Tareq Sydiq, chercheur en protestation à l'université Philipps de Marbourg, déclare:

«Ce n'est qu'à posteriori qu'on pourra dire s'il s'agit d'une révolution. Je trouve la caractérisation "d'épisode révolutionnaire" plus convaincante pour le moment»

Il ajoute:

«Les protestations reviendront s'il n'y a pas de réel changement. Tant que les problèmes politiques fondamentaux persistent, il n'y a aucune raison pour que les revendications cessent.»
Tareq Sydiq est chercheur au Centre de recherche sur les conflits de l'Université Philipps de Marbourg.
Tareq Sydiq est chercheur au Centre de recherche sur les conflits de l'Université Philipps de Marbourg. image: zvg

Les protestations en Iran sont effectivement récurrentes depuis des années. Et cette fois-ci, elles ont pris une nouvelle dimension. On observe notamment trois différences par rapport aux précédentes révoltes. Une mise en perspective:

Actuellement, les Iraniennes et les Iraniens luttent pour un changement – et ce au péril de leur vie. Ils expriment leur désespoir face à la situation économique déplorable du pays et réclament plus de liberté politique et personnelle.

La République islamique d'Iran a été fondée en 1979. Et avec sa création, des lois et des valeurs sociales inspirées de l'islam ont été installées dans le pays et ont profondément modifié la vie privée et publique. Au cours des années suivantes, l'Iran a été marqué par une révolution culturelle rigoureuse, une guerre et une reconstruction, des efforts de réforme et plusieurs vagues de protestation.

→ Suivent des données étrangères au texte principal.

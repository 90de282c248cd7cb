//! # Access Engine
//!
//! Composition root. The engine owns one instance of every component,
//! seeds them from an [`EngineConfig`] and wires them together explicitly:
//! each component holds `Arc`s to the components it validates against and
//! nothing else.
//!
//! Operations that span components (template instantiation, role deletion
//! and rename, snapshot restore) take write locks in the global order:
//!
//! ```text
//! catalog -> roles -> graph -> assignments -> grants -> templates -> audit
//! ```
//!
//! Mutations made through the engine are recorded in the audit log when
//! auditing is enabled. Recording happens after every other lock has been
//! released and never changes the outcome of the mutation.

use chrono::{DateTime, Utc};
use std::collections::BTreeSet;
use std::fmt;
use std::sync::Arc;
use std::time::Duration;

use crate::assignment::AssignmentStore;
use crate::audit::AuditLog;
use crate::catalog::{Permission, PermissionCatalog, PermissionPattern};
use crate::condition::PermissionContext;
use crate::config::EngineConfig;
use crate::error::{AuthzError, AuthzResult};
use crate::grants::GrantOverlay;
use crate::hierarchy::InheritanceGraph;
use crate::resolver::Resolver;
use crate::role::{Role, RoleRegistry};
use crate::template::{BulkAssignResult, RoleWithPermissions, TemplateStore};

/// Subject recorded for role-level changes with no acting user.
const SYSTEM_ACTOR: &str = "system";

/// The access-control engine.
///
/// # Example
///
/// ```
/// use platform_authz::{AccessEngine, EngineConfig};
///
/// let engine = AccessEngine::new(EngineConfig::default()).unwrap();
/// engine.assign_role("u1", "viewer", Some("admin-1")).unwrap();
///
/// assert!(engine.has_permission("u1", "storage.read", None));
/// assert!(!engine.has_permission("u1", "storage.write", None));
/// ```
pub struct AccessEngine {
    config: EngineConfig,
    catalog: Arc<PermissionCatalog>,
    roles: Arc<RoleRegistry>,
    graph: Arc<InheritanceGraph>,
    assignments: Arc<AssignmentStore>,
    grants: Arc<GrantOverlay>,
    templates: Arc<TemplateStore>,
    audit: Arc<AuditLog>,
    resolver: Resolver,
}

impl fmt::Debug for AccessEngine {
    fn fmt(&self, f: &mut fmt::Formatter<'_>) -> fmt::Result {
        f.debug_struct("AccessEngine")
            .field("catalog", &self.catalog)
            .field("roles", &self.roles)
            .field("assignments", &self.assignments)
            .field("audit", &self.audit)
            .finish_non_exhaustive()
    }
}
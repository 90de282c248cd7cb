//! # Permission Catalog
//!
//! Registry of known permission names. A permission is an opaque
//! dot-namespaced string (`category.action`); the engine never interprets the
//! segments beyond deriving a category from the first one.
//!
//! The catalog also owns the table of named predicates that
//! [`Condition::Custom`] resolves to, so a permission check only needs the
//! catalog lock to evaluate a condition.

use parking_lot::{RwLock, RwLockReadGuard, RwLockWriteGuard};
use serde::{Deserialize, Serialize};
use std::collections::{BTreeSet, HashMap};
use std::fmt;

use crate::condition::{Condition, ConditionFn, ConditionResolver, PermissionContext};
use crate::error::{AuthzError, AuthzResult};

/// Validate a permission name.
///
/// A valid name is non-empty, has at least one dot, no empty segments
/// (leading, trailing or doubled dots), no whitespace and no `*`.
///
/// # Example
///
/// ```
/// use platform_authz::catalog::validate_permission_name;
///
/// assert!(validate_permission_name("storage.read").is_ok());
/// assert!(validate_permission_name("storage.objects.read").is_ok());
/// assert!(validate_permission_name("storage").is_err());
/// assert!(validate_permission_name("storage..read").is_err());
/// assert!(validate_permission_name(".read").is_err());
/// ```
pub fn validate_permission_name(name: &str) -> AuthzResult<()> {
    if name.is_empty() {
        return Err(AuthzError::validation("permission name is empty"));
    }
    if !name.contains('.') {
        return Err(AuthzError::validation(format!(
            "permission '{name}' must have the form category.action"
        )));
    }
    if name.split('.').any(str::is_empty) {
        return Err(AuthzError::validation(format!(
            "permission '{name}' has an empty segment"
        )));
    }
    if name.chars().any(|c| c.is_whitespace() || c == '*') {
        return Err(AuthzError::validation(format!(
            "permission '{name}' contains whitespace or '*'"
        )));
    }
    Ok(())
}

/// Category of a permission name: the substring before the first dot.
pub fn category_of(name: &str) -> &str {
    name.split('.').next().unwrap_or(name)
}

/// A permission name or a wildcard over registered permission names.
///
/// Supported forms:
/// - `*`: every permission
/// - `category.*`: every permission starting with `category.`
/// - `*.action`: every permission ending with `.action`
/// - `category.action`: exactly that permission
#[derive(Debug, Clone, PartialEq, Eq, Hash)]
pub enum PermissionPattern {
    /// Matches every permission.
    Any,
    /// Matches names starting with `prefix.`.
    Category(String),
    /// Matches names ending with `.suffix`.
    Action(String),
    /// Matches a single name.
    Exact(String),
}

impl PermissionPattern {
    /// Parse a pattern.
    ///
    /// # Example
    ///
    /// ```
    /// use platform_authz::catalog::PermissionPattern;
    ///
    /// let p = PermissionPattern::parse("*.read").unwrap();
    /// assert!(p.matches("storage.read"));
    /// assert!(!p.matches("storage.write"));
    /// assert!(p.is_wildcard());
    /// ```
    pub fn parse(s: &str) -> AuthzResult<Self> {
        if s == "*" {
            return Ok(PermissionPattern::Any);
        }
        if let Some(prefix) = s.strip_suffix(".*") {
            if prefix.is_empty() || prefix.contains('*') || prefix.split('.').any(str::is_empty) {
                return Err(AuthzError::validation(format!("invalid permission pattern '{s}'")));
            }
            return Ok(PermissionPattern::Category(prefix.to_string()));
        }
        if let Some(suffix) = s.strip_prefix("*.") {
            if suffix.is_empty() || suffix.contains('*') || suffix.split('.').any(str::is_empty) {
                return Err(AuthzError::validation(format!("invalid permission pattern '{s}'")));
            }
            return Ok(PermissionPattern::Action(suffix.to_string()));
        }
        validate_permission_name(s)?;
        Ok(PermissionPattern::Exact(s.to_string()))
    }

    /// Check if a permission name matches this pattern.
    pub fn matches(&self, name: &str) -> bool {
        match self {
            PermissionPattern::Any => true,
            PermissionPattern::Category(prefix) => name
                .strip_prefix(prefix.as_str())
                .map(|rest| rest.starts_with('.'))
                .unwrap_or(false),
            PermissionPattern::Action(suffix) => name
                .strip_suffix(suffix.as_str())
                .map(|rest| rest.ends_with('.'))
                .unwrap_or(false),
            PermissionPattern::Exact(exact) => exact == name,
        }
    }

    /// Check if this pattern can match more than one name.
    pub fn is_wildcard(&self) -> bool {
        !matches!(self, PermissionPattern::Exact(_))
    }
}

impl fmt::Display for PermissionPattern {
    fn fmt(&self, f: &mut fmt::Formatter<'_>) -> fmt::Result {
        match self {
            PermissionPattern::Any => write!(f, "*"),
            PermissionPattern::Category(prefix) => write!(f, "{prefix}.*"),
            PermissionPattern::Action(suffix) => write!(f, "*.{suffix}"),
            PermissionPattern::Exact(name) => write!(f, "{name}"),
        }
    }
}

/// A registered permission.
#[derive(Debug, Clone, Serialize, Deserialize, PartialEq, Eq)]
pub struct Permission {
    /// Unique name (e.g. "storage.read").
    pub name: String,
    /// Human-readable name.
    pub display_name: String,
    /// Category used for grouping (defaults to the first name segment).
    pub category: String,
    /// Optional condition evaluated at check time.
    #[serde(default, skip_serializing_if = "Option::is_none")]
    pub condition: Option<Condition>,
}

impl Permission {
    /// Create a permission, deriving the category when none is supplied.
    pub fn new(name: impl Into<String>, display_name: impl Into<String>, category: Option<&str>) -> Self {
        let name = name.into();
        let category = category
            .map(str::to_string)
            .unwrap_or_else(|| category_of(&name).to_string());
        Self {
            name,
            display_name: display_name.into(),
            category,
            condition: None,
        }
    }

    /// Check if the permission carries a condition.
    pub fn is_conditional(&self) -> bool {
        self.condition.is_some()
    }
}

/// Lock-protected catalog contents.
#[derive(Default)]
pub(crate) struct CatalogState {
    permissions: HashMap<String, Permission>,
    by_category: HashMap<String, BTreeSet<String>>,
    condition_fns: HashMap<String, ConditionFn>,
}

impl CatalogState {
    pub(crate) fn contains(&self, name: &str) -> bool {
        self.permissions.contains_key(name)
    }

    pub(crate) fn get(&self, name: &str) -> Option<&Permission> {
        self.permissions.get(name)
    }

    pub(crate) fn insert(&mut self, permission: Permission) -> AuthzResult<()> {
        validate_permission_name(&permission.name)?;
        if self.permissions.contains_key(&permission.name) {
            return Err(AuthzError::conflict(format!(
                "permission '{}' already registered",
                permission.name
            )));
        }
        self.by_category
            .entry(permission.category.clone())
            .or_default()
            .insert(permission.name.clone());
        self.permissions.insert(permission.name.clone(), permission);
        Ok(())
    }

    pub(crate) fn remove(&mut self, name: &str) -> AuthzResult<Permission> {
        let permission = self
            .permissions
            .remove(name)
            .ok_or_else(|| AuthzError::not_found("permission", name))?;
        if let Some(names) = self.by_category.get_mut(&permission.category) {
            names.remove(name);
            if names.is_empty() {
                self.by_category.remove(&permission.category);
            }
        }
        Ok(permission)
    }

    pub(crate) fn set_condition(&mut self, name: &str, condition: Option<Condition>) -> AuthzResult<()> {
        validate_permission_name(name)?;
        if !self.permissions.contains_key(name) {
            self.insert(Permission::new(name, name, None))?;
        }
        if let Some(permission) = self.permissions.get_mut(name) {
            permission.condition = condition;
        }
        Ok(())
    }

    /// Check if the permission's condition holds for `context`.
    /// Unconditional permissions grant nothing here.
    pub(crate) fn condition_grants(&self, name: &str, context: Option<&PermissionContext>) -> bool {
        self.permissions
            .get(name)
            .and_then(|p| p.condition.as_ref())
            .map(|condition| condition.evaluate(context, self))
            .unwrap_or(false)
    }

    pub(crate) fn expand(&self, pattern: &PermissionPattern) -> BTreeSet<String> {
        match pattern {
            PermissionPattern::Exact(name) if self.contains(name) => BTreeSet::from([name.clone()]),
            PermissionPattern::Exact(_) => BTreeSet::new(),
            _ => self
                .permissions
                .keys()
                .filter(|name| pattern.matches(name))
                .cloned()
                .collect(),
        }
    }

    pub(crate) fn all(&self) -> Vec<Permission> {
        let mut all: Vec<Permission> = self.permissions.values().cloned().collect();
        all.sort_by(|a, b| a.name.cmp(&b.name));
        all
    }

    pub(crate) fn replace_all(&mut self, permissions: Vec<Permission>) -> AuthzResult<()> {
        self.permissions.clear();
        self.by_category.clear();
        for permission in permissions {
            self.insert(permission)?;
        }
        Ok(())
    }
}

impl ConditionResolver for CatalogState {
    fn resolve(&self, name: &str) -> Option<&ConditionFn> {
        self.condition_fns.get(name)
    }
}

/// Registry of known permissions, indexed by category.
///
/// # Example
///
/// ```
/// use platform_authz::PermissionCatalog;
///
/// let catalog = PermissionCatalog::new();
/// catalog.register("feature.beta", "Beta features", None).unwrap();
///
/// assert!(catalog.exists("feature.beta"));
/// assert_eq!(catalog.get("feature.beta").unwrap().category, "feature");
/// assert!(catalog.register("feature.beta", "Again", None).is_err());
/// ```
#[derive(Default)]
pub struct PermissionCatalog {
    state: RwLock<CatalogState>,
}

impl fmt::Debug for PermissionCatalog {
    fn fmt(&self, f: &mut fmt::Formatter<'_>) -> fmt::Result {
        let state = self.state.read();
        f.debug_struct("PermissionCatalog")
            .field("permissions", &state.permissions.len())
            .field("categories", &state.by_category.len())
            .finish()
    }
}

impl PermissionCatalog {
    /// Create an empty catalog.
    pub fn new() -> Self {
        Self::default()
    }

    pub(crate) fn read(&self) -> RwLockReadGuard<'_, CatalogState> {
        self.state.read()
    }

    pub(crate) fn write(&self) -> RwLockWriteGuard<'_, CatalogState> {
        self.state.write()
    }

    /// Register a new permission.
    ///
    /// # Errors
    ///
    /// - `Validation` if the name is malformed
    /// - `Conflict` if the name is already registered
    pub fn register(&self, name: &str, display_name: &str, category: Option<&str>) -> AuthzResult<()> {
        self.state
            .write()
            .insert(Permission::new(name, display_name, category))?;
        tracing::debug!(permission = %name, "Registered permission");
        Ok(())
    }

    /// Attach or replace the condition of a permission.
    ///
    /// The permission is registered (with its name as display name) if it
    /// is not in the catalog yet.
    pub fn register_conditional(&self, name: &str, condition: Condition) -> AuthzResult<()> {
        self.state.write().set_condition(name, Some(condition))?;
        tracing::debug!(permission = %name, "Registered conditional permission");
        Ok(())
    }

    /// Remove the condition from a permission.
    pub fn clear_condition(&self, name: &str) -> AuthzResult<()> {
        let mut state = self.state.write();
        if !state.contains(name) {
            return Err(AuthzError::not_found("permission", name));
        }
        state.set_condition(name, None)
    }

    /// Register a named predicate for [`Condition::Custom`].
    ///
    /// Registering the same name again replaces the predicate.
    pub fn register_condition_fn<F>(&self, name: &str, predicate: F)
    where
        F: Fn(&PermissionContext) -> bool + Send + Sync + 'static,
    {
        self.state
            .write()
            .condition_fns
            .insert(name.to_string(), std::sync::Arc::new(predicate));
    }

    /// Remove a permission and its category index entry.
    ///
    /// Grants held in a [`crate::GrantOverlay`] are not touched here; use
    /// [`crate::AccessEngine::unregister_permission`] to drop them too.
    ///
    /// # Errors
    ///
    /// - `NotFound` if the permission is not registered
    pub fn unregister(&self, name: &str) -> AuthzResult<Permission> {
        let removed = self.state.write().remove(name)?;
        tracing::debug!(permission = %name, "Unregistered permission");
        Ok(removed)
    }

    /// Check if a permission is registered.
    pub fn exists(&self, name: &str) -> bool {
        self.state.read().contains(name)
    }

    /// Get a registered permission.
    pub fn get(&self, name: &str) -> AuthzResult<Permission> {
        self.state
            .read()
            .get(name)
            .cloned()
            .ok_or_else(|| AuthzError::not_found("permission", name))
    }

    /// List the permissions of a category, sorted by name.
    pub fn list_by_category(&self, category: &str) -> Vec<Permission> {
        let state = self.state.read();
        state
            .by_category
            .get(category)
            .map(|names| names.iter().filter_map(|n| state.get(n).cloned()).collect())
            .unwrap_or_default()
    }

    /// List every registered permission, sorted by name.
    pub fn list(&self) -> Vec<Permission> {
        self.state.read().all()
    }

    /// List every category that has at least one permission.
    pub fn categories(&self) -> Vec<String> {
        let mut categories: Vec<String> = self.state.read().by_category.keys().cloned().collect();
        categories.sort();
        categories
    }

    /// Expand a pattern against the permissions registered right now.
    pub fn expand_pattern(&self, pattern: &str) -> AuthzResult<Vec<String>> {
        let pattern = PermissionPattern::parse(pattern)?;
        Ok(self.state.read().expand(&pattern).into_iter().collect())
    }

    /// Number of registered permissions.
    pub fn len(&self) -> usize {
        self.state.read().permissions.len()
    }

    /// Check if the catalog is empty.
    pub fn is_empty(&self) -> bool {
        self.state.read().permissions.is_empty()
    }
}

Une différence cette fois-ci: la violence

Le passé a montré que le régime iranien n'hésite pas à réprimer les protestations par un usage massif de la force, au risque d'y perdre des vies humaines. On ne sait pour l'instant pas si le régime parviendra cette fois encore à réprimer les protestations. Car les manifestations d'aujourd'hui sont incomparablement plus importantes que celles de 2017 et 2019, selon Tariq Sydiq.

Pourtant, le mois dernier, de nombreuses personnes ont déjà été tuées en Iran, dont plus de 20 enfants, selon Amnesty International. D'autres ont été blessées, ont disparu dans des circonstances douteuses ou ont été emprisonnées.

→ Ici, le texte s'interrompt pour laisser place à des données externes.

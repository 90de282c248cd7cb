//! # Conditions
//!
//! A condition grants its permission to any user holding a role whenever
//! the request context satisfies a predicate. It never takes away a grant
//! made through the matrix or the overlay.
//!
//! Conditions are plain data, interpreted by [`Condition::evaluate`], so
//! they can be inspected, audited and persisted alongside the catalog.
//!
//! Arbitrary Rust predicates are still available through
//! [`Condition::Custom`], which names a function registered on the catalog
//! with [`crate::PermissionCatalog::register_condition_fn`].

use serde::{Deserialize, Serialize};
use serde_json::Value;
use std::collections::HashMap;
use std::fmt;
use std::sync::Arc;

/// Request-time context a condition is evaluated against.
///
/// # Example
///
/// ```
/// use platform_authz::PermissionContext;
///
/// let ctx = PermissionContext::new("user-1")
///     .with_attribute("tier", 3)
///     .with_resource("doc-42")
///     .with_action("read");
/// assert_eq!(ctx.resource_id.as_deref(), Some("doc-42"));
/// ```
#[derive(Debug, Clone, Default, Serialize, Deserialize, PartialEq)]
pub struct PermissionContext {
    /// The user the check is performed for.
    pub user_id: String,
    /// Caller-supplied attribute bag (tier, plan, region, ...).
    #[serde(default)]
    pub attributes: HashMap<String, Value>,
    /// Target resource, if the check is resource-scoped.
    #[serde(skip_serializing_if = "Option::is_none")]
    pub resource_id: Option<String>,
    /// Action being performed on the resource.
    #[serde(skip_serializing_if = "Option::is_none")]
    pub action: Option<String>,
    /// Free-form request metadata.
    #[serde(default)]
    pub metadata: HashMap<String, String>,
}

impl PermissionContext {
    /// Create an empty context for a user.
    pub fn new(user_id: impl Into<String>) -> Self {
        Self {
            user_id: user_id.into(),
            ..Default::default()
        }
    }

    /// Add an attribute.
    pub fn with_attribute(mut self, key: impl Into<String>, value: impl Into<Value>) -> Self {
        self.attributes.insert(key.into(), value.into());
        self
    }

    /// Set the target resource.
    pub fn with_resource(mut self, resource_id: impl Into<String>) -> Self {
        self.resource_id = Some(resource_id.into());
        self
    }

    /// Set the action.
    pub fn with_action(mut self, action: impl Into<String>) -> Self {
        self.action = Some(action.into());
        self
    }

    /// Add a metadata entry.
    pub fn with_metadata(mut self, key: impl Into<String>, value: impl Into<String>) -> Self {
        self.metadata.insert(key.into(), value.into());
        self
    }

    fn numeric_attribute(&self, key: &str) -> Option<f64> {
        match self.attributes.get(key)? {
            Value::Number(n) => n.as_f64(),
            Value::String(s) => s.parse().ok(),
            Value::Bool(b) => Some(if *b { 1.0 } else { 0.0 }),
            _ => None,
        }
    }
}

/// A named predicate that [`Condition::Custom`] resolves to.
pub type ConditionFn = Arc<dyn Fn(&PermissionContext) -> bool + Send + Sync>;

/// Lookup used while interpreting [`Condition::Custom`].
pub trait ConditionResolver {
    /// Get the predicate registered under `name`.
    fn resolve(&self, name: &str) -> Option<&ConditionFn>;
}

impl ConditionResolver for HashMap<String, ConditionFn> {
    fn resolve(&self, name: &str) -> Option<&ConditionFn> {
        self.get(name)
    }
}

/// A condition attached to a catalog permission.
#[derive(Debug, Clone, Serialize, Deserialize, PartialEq, Eq)]
#[serde(tag = "type", rename_all = "snake_case")]
pub enum Condition {
    /// Always satisfied once a context is present.
    AlwaysTrue,

    /// Numeric attribute `key` is at least `threshold`.
    AttributeAtLeast {
        /// Attribute name.
        key: String,
        /// Inclusive lower bound.
        threshold: i64,
    },

    /// Attribute `key` equals `value` exactly.
    AttributeEquals {
        /// Attribute name.
        key: String,
        /// Expected value.
        value: Value,
    },

    /// The context targets this resource.
    ResourceIs {
        /// Expected resource id.
        resource_id: String,
    },

    /// The context performs this action.
    ActionIs {
        /// Expected action.
        action: String,
    },

    /// Every inner condition holds. An empty list holds.
    All {
        /// Inner conditions.
        conditions: Vec<Condition>,
    },

    /// At least one inner condition holds. An empty list does not.
    Any {
        /// Inner conditions.
        conditions: Vec<Condition>,
    },

    /// A predicate registered by name.
    Custom {
        /// Registered predicate name.
        name: String,
    },
}

impl Condition {
    /// Shorthand for [`Condition::AttributeAtLeast`].
    pub fn attribute_at_least(key: impl Into<String>, threshold: i64) -> Self {
        Condition::AttributeAtLeast {
            key: key.into(),
            threshold,
        }
    }

    /// Shorthand for [`Condition::All`].
    pub fn all(conditions: Vec<Condition>) -> Self {
        Condition::All { conditions }
    }

    /// Shorthand for [`Condition::Any`].
    pub fn any(conditions: Vec<Condition>) -> Self {
        Condition::Any { conditions }
    }

    /// Shorthand for [`Condition::Custom`].
    pub fn custom(name: impl Into<String>) -> Self {
        Condition::Custom { name: name.into() }
    }

    /// Evaluate the condition.
    ///
    /// A missing context is `false`, never an error. A `Custom` name with no
    /// registered predicate is also `false`.
    ///
    /// # Example
    ///
    /// ```
    /// use platform_authz::{Condition, ConditionFn, PermissionContext};
    /// use std::collections::HashMap;
    ///
    /// let cond = Condition::attribute_at_least("tier", 2);
    /// let fns: HashMap<String, ConditionFn> = HashMap::new();
    /// let ctx = PermissionContext::new("u1").with_attribute("tier", 3);
    /// assert!(cond.evaluate(Some(&ctx), &fns));
    /// assert!(!cond.evaluate(None, &fns));
    /// ```
    pub fn evaluate<R: ConditionResolver + ?Sized>(
        &self,
        context: Option<&PermissionContext>,
        resolver: &R,
    ) -> bool {
        let Some(ctx) = context else {
            return false;
        };
        self.eval(ctx, resolver)
    }

    fn eval<R: ConditionResolver + ?Sized>(&self, ctx: &PermissionContext, resolver: &R) -> bool {
        match self {
            Condition::AlwaysTrue => true,
            Condition::AttributeAtLeast { key, threshold } => ctx
                .numeric_attribute(key)
                .map(|v| v >= *threshold as f64)
                .unwrap_or(false),
            Condition::AttributeEquals { key, value } => ctx.attributes.get(key) == Some(value),
            Condition::ResourceIs { resource_id } => {
                ctx.resource_id.as_deref() == Some(resource_id.as_str())
            }
            Condition::ActionIs { action } => ctx.action.as_deref() == Some(action.as_str()),
            Condition::All { conditions } => conditions.iter().all(|c| c.eval(ctx, resolver)),
            Condition::Any { conditions } => conditions.iter().any(|c| c.eval(ctx, resolver)),
            Condition::Custom { name } => match resolver.resolve(name) {
                Some(f) => f(ctx),
                None => {
                    tracing::warn!(condition = %name, "Unknown custom condition, denying");
                    false
                }
            },
        }
    }

    /// Names of every custom predicate this condition references.
    pub fn custom_names(&self) -> Vec<&str> {
        let mut names = Vec::new();
        self.collect_custom(&mut names);
        names
    }

    fn collect_custom<'a>(&'a self, out: &mut Vec<&'a str>) {
        match self {
            Condition::Custom { name } => out.push(name),
            Condition::All { conditions } | Condition::Any { conditions } => {
                for c in conditions {
                    c.collect_custom(out);
                }
            }
            _ => {}
        }
    }
}

impl fmt::Display for Condition {
    fn fmt(&self, f: &mut fmt::Formatter<'_>) -> fmt::Result {
        match self {
            Condition::AlwaysTrue => write!(f, "true"),
            Condition::AttributeAtLeast { key, threshold } => write!(f, "{key} >= {threshold}"),
            Condition::AttributeEquals { key, value } => write!(f, "{key} == {value}"),
            Condition::ResourceIs { resource_id } => write!(f, "resource == {resource_id}"),
            Condition::ActionIs { action } => write!(f, "action == {action}"),
            Condition::All { conditions } => write_joined(f, conditions, " && "),
            Condition::Any { conditions } => write_joined(f, conditions, " || "),
            Condition::Custom { name } => write!(f, "{name}()"),
        }
    }
}

fn write_joined(f: &mut fmt::Formatter<'_>, inner: &[Condition], sep: &str) -> fmt::Result {
    write!(f, "(")?;
    for (i, c) in inner.iter().enumerate() {
        if i > 0 {
            write!(f, "{sep}")?;
        }
        write!(f, "{c}")?;
    }
    write!(f, ")")
}

#[cfg(test)]
mod tests {
    use super::*;

    fn no_fns() -> HashMap<String, ConditionFn> {
        HashMap::new()
    }

    #[test]
    fn test_missing_context_is_false() {
        assert!(!Condition::AlwaysTrue.evaluate(None, &no_fns()));
    }

    #[test]
    fn test_attribute_at_least() {
        let cond = Condition::attribute_at_least("tier", 2);
        let fns = no_fns();

        let low = PermissionContext::new("u").with_attribute("tier", 1);
        let high = PermissionContext::new("u").with_attribute("tier", 2);
        let text = PermissionContext::new("u").with_attribute("tier", "5");
        let missing = PermissionContext::new("u");

        assert!(!cond.evaluate(Some(&low), &fns));
        assert!(cond.evaluate(Some(&high), &fns));
        assert!(cond.evaluate(Some(&text), &fns));
        assert!(!cond.evaluate(Some(&missing), &fns));
    }

    #[test]
    fn test_combinators() {
        let fns = no_fns();
        let ctx = PermissionContext::new("u")
            .with_resource("doc-1")
            .with_action("read");

        let all = Condition::all(vec![
            Condition::ResourceIs {
                resource_id: "doc-1".to_string(),
            },
            Condition::ActionIs {
                action: "read".to_string(),
            },
        ]);
        assert!(all.evaluate(Some(&ctx), &fns));

        let any = Condition::any(vec![
            Condition::ActionIs {
                action: "write".to_string(),
            },
            Condition::AttributeEquals {
                key: "region".to_string(),
                value: Value::from("eu"),
            },
        ]);
        assert!(!any.evaluate(Some(&ctx), &fns));
        assert!(Condition::all(vec![]).evaluate(Some(&ctx), &fns));
        assert!(!Condition::any(vec![]).evaluate(Some(&ctx), &fns));
    }

    #[test]
    fn test_custom_condition() {
        let mut fns: HashMap<String, ConditionFn> = HashMap::new();
        fns.insert(
            "business_hours".to_string(),
            Arc::new(|ctx: &PermissionContext| ctx.metadata.get("hour").map(|h| h == "10").unwrap_or(false)),
        );

        let ctx = PermissionContext::new("u").with_metadata("hour", "10");
        assert!(Condition::custom("business_hours").evaluate(Some(&ctx), &fns));
        assert!(!Condition::custom("unregistered").evaluate(Some(&ctx), &fns));
    }

    #[test]
    fn test_condition_serializes_as_tagged_data() {
        let cond = Condition::attribute_at_least("tier", 3);
        let json = serde_json::to_value(&cond).unwrap();
        assert_eq!(json["type"], "attribute_at_least");
        assert_eq!(json["threshold"], 3);
    }

    #[test]
    fn test_custom_names_and_display() {
        let cond = Condition::all(vec![
            Condition::custom("a"),
            Condition::any(vec![Condition::custom("b"), Condition::AlwaysTrue]),
        ]);
        assert_eq!(cond.custom_names(), vec!["a", "b"]);
        assert_eq!(cond.to_string(), "(a() && (b() || true))");
    }
}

Le fait que les protestations soient ainsi stoppées par la force suit une stratégie régulièrement observée dans les régimes du monde entier. Il s'agit d'évaluer le degré de violence à utiliser pour que les manifestants ne reviennent pas et ne provoquent pas de nouvelles manifestations, explique Tariq Sydiq.

C'est aussi la raison pour laquelle les régimes n'augmentent généralement pas les représailles lors de soulèvements, mais exercent une violence précoce, concentrée et ponctuelle. Cela permet d'étouffer efficacement les protestations dans l'œuf, comme cela a été le cas lors des précédentes vagues de protestation en Iran.

«Mais à la différence des manifestations précédentes, les Iraniens ont appris et se préparent de manière ciblée à la violence du régime»
Tariq Sydiq

Les Iraniens ont par exemple développé des stratégies pour éviter d'être séparés les uns des autres par la police. Et des vidéos sur les médias sociaux montrent comment les manifestants parviennent encore et encore à repousser les forces de sécurité.

«Lorsque l'objectif devient très grand, la peur devient insignifiante»: c'est ainsi qu'Awin Tavakoli, juriste et spécialiste de l'Iran, décrit l'état d'esprit face à la violence arbitraire dans le pays, dans l'émission Club de la SRF du 19 octobre dernier.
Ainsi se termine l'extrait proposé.